## SUPPLIED DATA
- - -
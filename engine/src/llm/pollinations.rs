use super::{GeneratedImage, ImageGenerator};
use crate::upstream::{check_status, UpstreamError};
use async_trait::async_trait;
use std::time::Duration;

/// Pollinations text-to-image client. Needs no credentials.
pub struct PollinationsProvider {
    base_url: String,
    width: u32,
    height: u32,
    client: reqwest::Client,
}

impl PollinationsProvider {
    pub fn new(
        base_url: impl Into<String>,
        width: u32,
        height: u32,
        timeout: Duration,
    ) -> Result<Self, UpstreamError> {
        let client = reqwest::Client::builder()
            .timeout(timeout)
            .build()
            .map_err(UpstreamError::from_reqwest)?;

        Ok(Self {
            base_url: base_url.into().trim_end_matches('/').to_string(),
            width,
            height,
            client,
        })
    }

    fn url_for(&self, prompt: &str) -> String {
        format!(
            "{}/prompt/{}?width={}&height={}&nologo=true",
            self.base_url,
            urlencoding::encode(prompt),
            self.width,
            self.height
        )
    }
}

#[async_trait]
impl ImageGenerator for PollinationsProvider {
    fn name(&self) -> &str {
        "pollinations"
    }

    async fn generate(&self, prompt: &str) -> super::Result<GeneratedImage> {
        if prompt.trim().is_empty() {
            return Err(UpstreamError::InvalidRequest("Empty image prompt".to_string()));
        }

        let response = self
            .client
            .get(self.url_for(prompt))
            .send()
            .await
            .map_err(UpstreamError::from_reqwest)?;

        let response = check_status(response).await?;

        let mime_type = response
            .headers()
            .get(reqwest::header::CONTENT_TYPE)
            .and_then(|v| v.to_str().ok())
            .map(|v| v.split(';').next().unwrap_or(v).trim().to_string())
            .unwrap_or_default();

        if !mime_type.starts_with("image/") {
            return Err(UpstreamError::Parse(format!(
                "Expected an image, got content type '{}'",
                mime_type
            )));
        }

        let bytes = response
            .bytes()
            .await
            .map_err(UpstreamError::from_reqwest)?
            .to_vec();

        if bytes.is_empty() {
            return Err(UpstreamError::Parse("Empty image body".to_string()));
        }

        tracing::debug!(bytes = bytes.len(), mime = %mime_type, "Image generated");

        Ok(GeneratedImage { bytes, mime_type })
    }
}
- - -
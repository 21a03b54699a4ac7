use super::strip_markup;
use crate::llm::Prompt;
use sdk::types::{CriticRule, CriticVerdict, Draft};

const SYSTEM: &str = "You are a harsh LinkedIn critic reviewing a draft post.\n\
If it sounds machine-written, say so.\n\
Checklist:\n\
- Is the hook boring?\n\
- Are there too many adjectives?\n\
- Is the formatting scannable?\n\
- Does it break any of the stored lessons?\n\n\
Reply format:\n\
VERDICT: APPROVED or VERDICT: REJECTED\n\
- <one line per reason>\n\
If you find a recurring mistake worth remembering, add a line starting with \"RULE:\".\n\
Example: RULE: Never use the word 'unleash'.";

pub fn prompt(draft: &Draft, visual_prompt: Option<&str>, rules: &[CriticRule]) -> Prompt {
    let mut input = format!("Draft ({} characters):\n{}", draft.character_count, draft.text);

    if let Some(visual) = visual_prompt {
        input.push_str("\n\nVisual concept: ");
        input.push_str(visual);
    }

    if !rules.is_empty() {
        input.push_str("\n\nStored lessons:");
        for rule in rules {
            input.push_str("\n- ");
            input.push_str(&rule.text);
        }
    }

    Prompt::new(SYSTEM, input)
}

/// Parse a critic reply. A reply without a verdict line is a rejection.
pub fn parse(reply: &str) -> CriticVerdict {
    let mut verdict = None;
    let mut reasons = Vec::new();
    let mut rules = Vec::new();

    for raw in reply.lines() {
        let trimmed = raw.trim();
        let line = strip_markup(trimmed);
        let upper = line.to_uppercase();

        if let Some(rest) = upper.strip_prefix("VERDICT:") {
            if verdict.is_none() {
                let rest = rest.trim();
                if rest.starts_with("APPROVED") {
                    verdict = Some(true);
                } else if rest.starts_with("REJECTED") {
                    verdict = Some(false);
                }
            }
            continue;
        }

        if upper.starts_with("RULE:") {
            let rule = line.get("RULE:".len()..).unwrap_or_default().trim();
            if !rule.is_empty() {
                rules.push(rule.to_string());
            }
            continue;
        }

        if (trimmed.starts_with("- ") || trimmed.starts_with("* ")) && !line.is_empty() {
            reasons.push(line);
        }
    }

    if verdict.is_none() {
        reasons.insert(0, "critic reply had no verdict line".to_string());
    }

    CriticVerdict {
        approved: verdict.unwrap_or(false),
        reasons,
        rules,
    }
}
- - -
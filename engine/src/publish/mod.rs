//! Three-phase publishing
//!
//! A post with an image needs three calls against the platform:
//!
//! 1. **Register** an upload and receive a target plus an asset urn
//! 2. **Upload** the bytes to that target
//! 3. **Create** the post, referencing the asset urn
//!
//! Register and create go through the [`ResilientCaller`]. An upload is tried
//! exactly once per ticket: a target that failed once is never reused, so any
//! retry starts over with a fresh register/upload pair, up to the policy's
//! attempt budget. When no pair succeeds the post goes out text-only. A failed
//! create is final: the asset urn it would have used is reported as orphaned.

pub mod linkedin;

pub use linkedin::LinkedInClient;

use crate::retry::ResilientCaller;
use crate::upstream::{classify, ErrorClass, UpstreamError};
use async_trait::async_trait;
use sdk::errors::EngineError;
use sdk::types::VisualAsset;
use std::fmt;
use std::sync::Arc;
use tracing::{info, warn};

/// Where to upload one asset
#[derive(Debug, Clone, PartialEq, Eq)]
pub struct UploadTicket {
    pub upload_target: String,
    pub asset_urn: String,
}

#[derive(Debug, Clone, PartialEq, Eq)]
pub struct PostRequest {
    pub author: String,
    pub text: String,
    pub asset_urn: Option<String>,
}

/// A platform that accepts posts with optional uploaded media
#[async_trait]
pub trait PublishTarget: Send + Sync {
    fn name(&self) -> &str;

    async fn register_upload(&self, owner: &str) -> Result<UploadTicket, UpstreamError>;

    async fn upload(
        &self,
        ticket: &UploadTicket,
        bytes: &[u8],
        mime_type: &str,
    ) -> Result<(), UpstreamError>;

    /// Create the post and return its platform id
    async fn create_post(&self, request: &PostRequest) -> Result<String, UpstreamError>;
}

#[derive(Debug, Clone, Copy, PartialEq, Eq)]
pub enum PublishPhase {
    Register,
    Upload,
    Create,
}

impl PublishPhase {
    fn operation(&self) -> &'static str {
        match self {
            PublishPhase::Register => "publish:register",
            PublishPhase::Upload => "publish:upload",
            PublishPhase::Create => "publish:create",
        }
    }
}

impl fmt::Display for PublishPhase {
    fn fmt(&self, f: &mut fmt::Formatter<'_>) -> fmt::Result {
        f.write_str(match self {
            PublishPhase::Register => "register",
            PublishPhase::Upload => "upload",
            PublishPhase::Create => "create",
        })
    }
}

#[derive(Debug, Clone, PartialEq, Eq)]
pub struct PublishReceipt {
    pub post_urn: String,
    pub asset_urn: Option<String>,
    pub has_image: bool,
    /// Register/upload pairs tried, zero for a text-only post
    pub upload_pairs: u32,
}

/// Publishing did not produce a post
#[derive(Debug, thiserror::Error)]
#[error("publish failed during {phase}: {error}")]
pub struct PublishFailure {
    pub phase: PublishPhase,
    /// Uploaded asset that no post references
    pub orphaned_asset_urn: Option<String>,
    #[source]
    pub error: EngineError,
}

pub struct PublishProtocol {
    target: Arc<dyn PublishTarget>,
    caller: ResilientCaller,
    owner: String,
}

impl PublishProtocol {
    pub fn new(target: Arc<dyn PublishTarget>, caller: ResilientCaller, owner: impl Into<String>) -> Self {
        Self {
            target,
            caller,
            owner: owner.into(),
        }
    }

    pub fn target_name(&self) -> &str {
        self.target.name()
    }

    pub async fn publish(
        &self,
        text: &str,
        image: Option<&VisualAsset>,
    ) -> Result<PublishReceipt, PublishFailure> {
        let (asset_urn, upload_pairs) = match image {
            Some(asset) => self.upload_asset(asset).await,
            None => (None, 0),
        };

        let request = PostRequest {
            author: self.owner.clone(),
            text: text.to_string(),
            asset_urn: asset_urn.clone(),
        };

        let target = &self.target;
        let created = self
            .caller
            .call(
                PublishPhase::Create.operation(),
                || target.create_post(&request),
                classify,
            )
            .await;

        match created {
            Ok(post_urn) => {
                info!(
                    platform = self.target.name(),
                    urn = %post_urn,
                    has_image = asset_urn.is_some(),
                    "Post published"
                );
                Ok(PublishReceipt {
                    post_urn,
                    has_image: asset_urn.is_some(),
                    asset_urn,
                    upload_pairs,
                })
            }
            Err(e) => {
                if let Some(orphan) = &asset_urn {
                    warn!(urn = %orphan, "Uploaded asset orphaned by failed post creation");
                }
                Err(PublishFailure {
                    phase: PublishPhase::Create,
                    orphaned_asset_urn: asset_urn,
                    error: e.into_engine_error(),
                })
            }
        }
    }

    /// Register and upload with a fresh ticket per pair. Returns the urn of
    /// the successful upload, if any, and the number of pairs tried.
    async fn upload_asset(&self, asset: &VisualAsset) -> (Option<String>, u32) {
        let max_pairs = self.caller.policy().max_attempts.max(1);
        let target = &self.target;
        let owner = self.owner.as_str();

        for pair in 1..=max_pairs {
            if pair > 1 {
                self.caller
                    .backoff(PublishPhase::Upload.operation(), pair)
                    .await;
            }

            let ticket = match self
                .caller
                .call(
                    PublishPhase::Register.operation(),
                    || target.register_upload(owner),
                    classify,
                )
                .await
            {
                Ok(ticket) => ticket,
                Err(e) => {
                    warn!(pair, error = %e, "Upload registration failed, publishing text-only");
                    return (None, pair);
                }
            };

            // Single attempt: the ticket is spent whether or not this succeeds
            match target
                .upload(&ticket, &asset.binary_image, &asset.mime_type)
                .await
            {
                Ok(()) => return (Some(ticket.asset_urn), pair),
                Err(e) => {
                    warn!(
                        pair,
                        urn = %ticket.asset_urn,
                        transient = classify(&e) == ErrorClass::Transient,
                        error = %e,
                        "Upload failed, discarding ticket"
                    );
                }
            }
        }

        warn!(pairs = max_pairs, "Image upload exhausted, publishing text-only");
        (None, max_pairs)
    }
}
- - -
## PROBLEM REQUIREMENTS
When a line contains the string "SYSTEM", copy it from the records.

## RESULT OF THIS TASK
const SYSTEM: &str = "You are a harsh LinkedIn critic reviewing a draft post.\n\
    Prompt::new(SYSTEM, input)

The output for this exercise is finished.